● Work order
Show, from the records below, all lines that contain the word "FieldIssue".
· · ·
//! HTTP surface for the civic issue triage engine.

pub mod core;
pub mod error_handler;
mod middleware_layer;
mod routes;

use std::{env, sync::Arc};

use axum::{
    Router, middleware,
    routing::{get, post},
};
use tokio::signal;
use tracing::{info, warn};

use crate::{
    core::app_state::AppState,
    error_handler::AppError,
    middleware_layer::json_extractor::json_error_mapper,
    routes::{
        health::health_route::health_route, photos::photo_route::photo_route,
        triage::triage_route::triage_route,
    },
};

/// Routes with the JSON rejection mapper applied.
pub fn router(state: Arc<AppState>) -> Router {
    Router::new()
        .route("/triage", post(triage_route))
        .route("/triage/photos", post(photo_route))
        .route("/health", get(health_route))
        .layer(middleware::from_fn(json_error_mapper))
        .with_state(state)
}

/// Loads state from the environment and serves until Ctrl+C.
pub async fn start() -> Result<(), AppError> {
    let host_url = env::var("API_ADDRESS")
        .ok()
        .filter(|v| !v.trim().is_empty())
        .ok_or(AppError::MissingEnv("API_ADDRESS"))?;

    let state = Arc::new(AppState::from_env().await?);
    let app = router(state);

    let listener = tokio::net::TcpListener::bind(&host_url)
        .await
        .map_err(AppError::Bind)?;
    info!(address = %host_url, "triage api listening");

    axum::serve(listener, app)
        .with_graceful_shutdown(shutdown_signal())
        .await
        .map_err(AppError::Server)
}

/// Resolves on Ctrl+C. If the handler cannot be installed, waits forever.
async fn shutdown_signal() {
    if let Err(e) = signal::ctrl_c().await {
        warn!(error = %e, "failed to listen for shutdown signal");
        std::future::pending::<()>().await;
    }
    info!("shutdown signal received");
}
· · ·
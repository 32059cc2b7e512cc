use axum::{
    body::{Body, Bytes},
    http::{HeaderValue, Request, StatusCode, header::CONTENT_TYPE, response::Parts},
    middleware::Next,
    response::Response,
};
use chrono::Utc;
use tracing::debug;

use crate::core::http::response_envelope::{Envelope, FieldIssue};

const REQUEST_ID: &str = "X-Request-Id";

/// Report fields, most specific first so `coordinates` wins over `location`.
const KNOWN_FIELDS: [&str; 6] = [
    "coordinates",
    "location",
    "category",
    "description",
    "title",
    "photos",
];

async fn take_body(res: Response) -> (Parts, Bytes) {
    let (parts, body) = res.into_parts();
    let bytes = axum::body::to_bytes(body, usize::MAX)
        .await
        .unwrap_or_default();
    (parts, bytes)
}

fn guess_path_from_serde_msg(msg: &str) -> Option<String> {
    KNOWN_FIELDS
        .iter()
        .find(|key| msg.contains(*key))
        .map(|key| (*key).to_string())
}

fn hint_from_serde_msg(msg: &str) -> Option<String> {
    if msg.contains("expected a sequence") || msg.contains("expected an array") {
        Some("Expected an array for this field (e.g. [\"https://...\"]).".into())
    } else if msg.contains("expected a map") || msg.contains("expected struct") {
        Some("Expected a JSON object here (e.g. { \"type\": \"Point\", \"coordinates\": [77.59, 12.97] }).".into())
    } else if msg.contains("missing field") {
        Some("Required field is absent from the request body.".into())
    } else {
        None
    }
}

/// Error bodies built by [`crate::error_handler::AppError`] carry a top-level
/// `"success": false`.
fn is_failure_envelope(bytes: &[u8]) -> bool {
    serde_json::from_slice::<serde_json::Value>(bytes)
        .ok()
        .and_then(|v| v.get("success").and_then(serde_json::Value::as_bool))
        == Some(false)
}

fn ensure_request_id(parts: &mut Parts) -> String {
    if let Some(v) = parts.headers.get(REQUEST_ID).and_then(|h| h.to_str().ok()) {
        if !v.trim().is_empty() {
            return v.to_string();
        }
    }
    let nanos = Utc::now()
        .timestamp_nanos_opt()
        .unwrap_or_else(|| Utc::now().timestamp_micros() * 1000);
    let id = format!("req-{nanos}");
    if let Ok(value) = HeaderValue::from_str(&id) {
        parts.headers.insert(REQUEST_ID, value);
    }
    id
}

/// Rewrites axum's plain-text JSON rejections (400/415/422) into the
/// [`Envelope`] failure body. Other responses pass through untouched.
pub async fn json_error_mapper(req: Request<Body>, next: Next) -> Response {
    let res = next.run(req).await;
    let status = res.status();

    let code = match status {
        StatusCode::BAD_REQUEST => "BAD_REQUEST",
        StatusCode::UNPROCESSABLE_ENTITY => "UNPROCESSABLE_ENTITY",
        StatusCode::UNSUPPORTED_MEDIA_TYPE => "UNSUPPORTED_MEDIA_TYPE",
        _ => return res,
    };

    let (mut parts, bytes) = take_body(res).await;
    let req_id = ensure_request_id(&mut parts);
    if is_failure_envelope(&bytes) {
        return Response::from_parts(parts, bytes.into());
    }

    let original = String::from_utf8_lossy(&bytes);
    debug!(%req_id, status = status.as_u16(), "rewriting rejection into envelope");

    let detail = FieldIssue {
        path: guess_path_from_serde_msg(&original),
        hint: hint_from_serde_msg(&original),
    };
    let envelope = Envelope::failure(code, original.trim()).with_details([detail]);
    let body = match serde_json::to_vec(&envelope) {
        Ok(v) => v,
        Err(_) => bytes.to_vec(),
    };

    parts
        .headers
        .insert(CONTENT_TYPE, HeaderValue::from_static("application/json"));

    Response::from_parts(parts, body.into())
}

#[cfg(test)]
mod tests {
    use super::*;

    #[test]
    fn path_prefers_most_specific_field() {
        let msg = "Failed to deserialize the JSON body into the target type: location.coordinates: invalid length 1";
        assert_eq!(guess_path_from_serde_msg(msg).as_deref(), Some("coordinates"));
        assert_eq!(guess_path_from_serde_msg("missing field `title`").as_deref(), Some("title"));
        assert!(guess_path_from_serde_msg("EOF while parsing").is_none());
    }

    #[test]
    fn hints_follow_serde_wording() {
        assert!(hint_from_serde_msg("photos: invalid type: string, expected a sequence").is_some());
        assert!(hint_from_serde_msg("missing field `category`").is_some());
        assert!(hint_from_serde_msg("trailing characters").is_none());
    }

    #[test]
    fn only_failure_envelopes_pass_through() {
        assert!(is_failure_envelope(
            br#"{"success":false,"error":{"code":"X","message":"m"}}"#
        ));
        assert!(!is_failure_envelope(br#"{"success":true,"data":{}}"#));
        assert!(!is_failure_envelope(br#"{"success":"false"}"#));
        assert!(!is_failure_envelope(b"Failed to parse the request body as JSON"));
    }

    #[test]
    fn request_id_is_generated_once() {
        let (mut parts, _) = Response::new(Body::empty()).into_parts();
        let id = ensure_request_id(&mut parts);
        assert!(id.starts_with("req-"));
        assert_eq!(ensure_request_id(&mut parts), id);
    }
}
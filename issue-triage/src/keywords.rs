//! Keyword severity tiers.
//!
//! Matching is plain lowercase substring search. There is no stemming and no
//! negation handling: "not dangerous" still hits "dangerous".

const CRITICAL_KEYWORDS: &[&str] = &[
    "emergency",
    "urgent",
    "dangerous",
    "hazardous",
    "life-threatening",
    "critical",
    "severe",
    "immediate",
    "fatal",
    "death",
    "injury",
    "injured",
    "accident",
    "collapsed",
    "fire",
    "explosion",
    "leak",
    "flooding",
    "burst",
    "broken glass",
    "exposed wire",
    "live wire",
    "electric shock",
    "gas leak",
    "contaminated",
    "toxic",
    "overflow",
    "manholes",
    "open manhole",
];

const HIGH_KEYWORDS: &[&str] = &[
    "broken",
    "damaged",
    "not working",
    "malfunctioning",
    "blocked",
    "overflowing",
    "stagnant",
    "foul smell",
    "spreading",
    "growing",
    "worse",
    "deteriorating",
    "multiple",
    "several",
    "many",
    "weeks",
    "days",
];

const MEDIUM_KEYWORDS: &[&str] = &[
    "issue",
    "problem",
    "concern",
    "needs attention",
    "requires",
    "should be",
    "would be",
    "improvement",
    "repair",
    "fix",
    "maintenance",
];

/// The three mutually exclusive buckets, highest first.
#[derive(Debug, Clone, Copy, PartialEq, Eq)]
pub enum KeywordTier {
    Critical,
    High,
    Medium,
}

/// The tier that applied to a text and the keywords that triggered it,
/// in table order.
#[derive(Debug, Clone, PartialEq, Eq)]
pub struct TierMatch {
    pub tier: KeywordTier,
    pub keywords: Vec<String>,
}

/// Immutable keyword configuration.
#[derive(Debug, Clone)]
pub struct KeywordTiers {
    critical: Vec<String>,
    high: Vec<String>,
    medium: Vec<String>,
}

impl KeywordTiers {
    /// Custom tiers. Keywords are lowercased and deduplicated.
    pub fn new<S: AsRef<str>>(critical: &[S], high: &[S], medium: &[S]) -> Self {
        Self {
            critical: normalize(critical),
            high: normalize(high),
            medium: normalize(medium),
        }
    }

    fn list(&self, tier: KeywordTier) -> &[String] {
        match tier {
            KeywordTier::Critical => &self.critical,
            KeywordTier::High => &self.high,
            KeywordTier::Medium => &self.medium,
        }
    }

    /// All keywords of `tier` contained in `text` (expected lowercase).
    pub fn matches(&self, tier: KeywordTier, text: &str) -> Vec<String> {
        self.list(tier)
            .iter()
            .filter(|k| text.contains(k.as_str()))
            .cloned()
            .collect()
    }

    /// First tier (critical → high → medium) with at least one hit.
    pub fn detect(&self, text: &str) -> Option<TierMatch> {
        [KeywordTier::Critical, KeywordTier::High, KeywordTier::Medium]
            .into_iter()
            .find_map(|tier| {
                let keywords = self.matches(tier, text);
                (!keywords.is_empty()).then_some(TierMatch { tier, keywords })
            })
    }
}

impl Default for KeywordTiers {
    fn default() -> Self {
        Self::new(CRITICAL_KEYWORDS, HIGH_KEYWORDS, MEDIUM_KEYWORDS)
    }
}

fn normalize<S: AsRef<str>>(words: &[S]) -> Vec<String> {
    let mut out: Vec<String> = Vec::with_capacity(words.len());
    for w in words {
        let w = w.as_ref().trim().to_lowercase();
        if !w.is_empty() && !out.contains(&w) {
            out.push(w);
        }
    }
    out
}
· · ·
● Exercise answer
use crate::core::http::response_envelope::{Envelope, FieldIssue};
    let detail = FieldIssue {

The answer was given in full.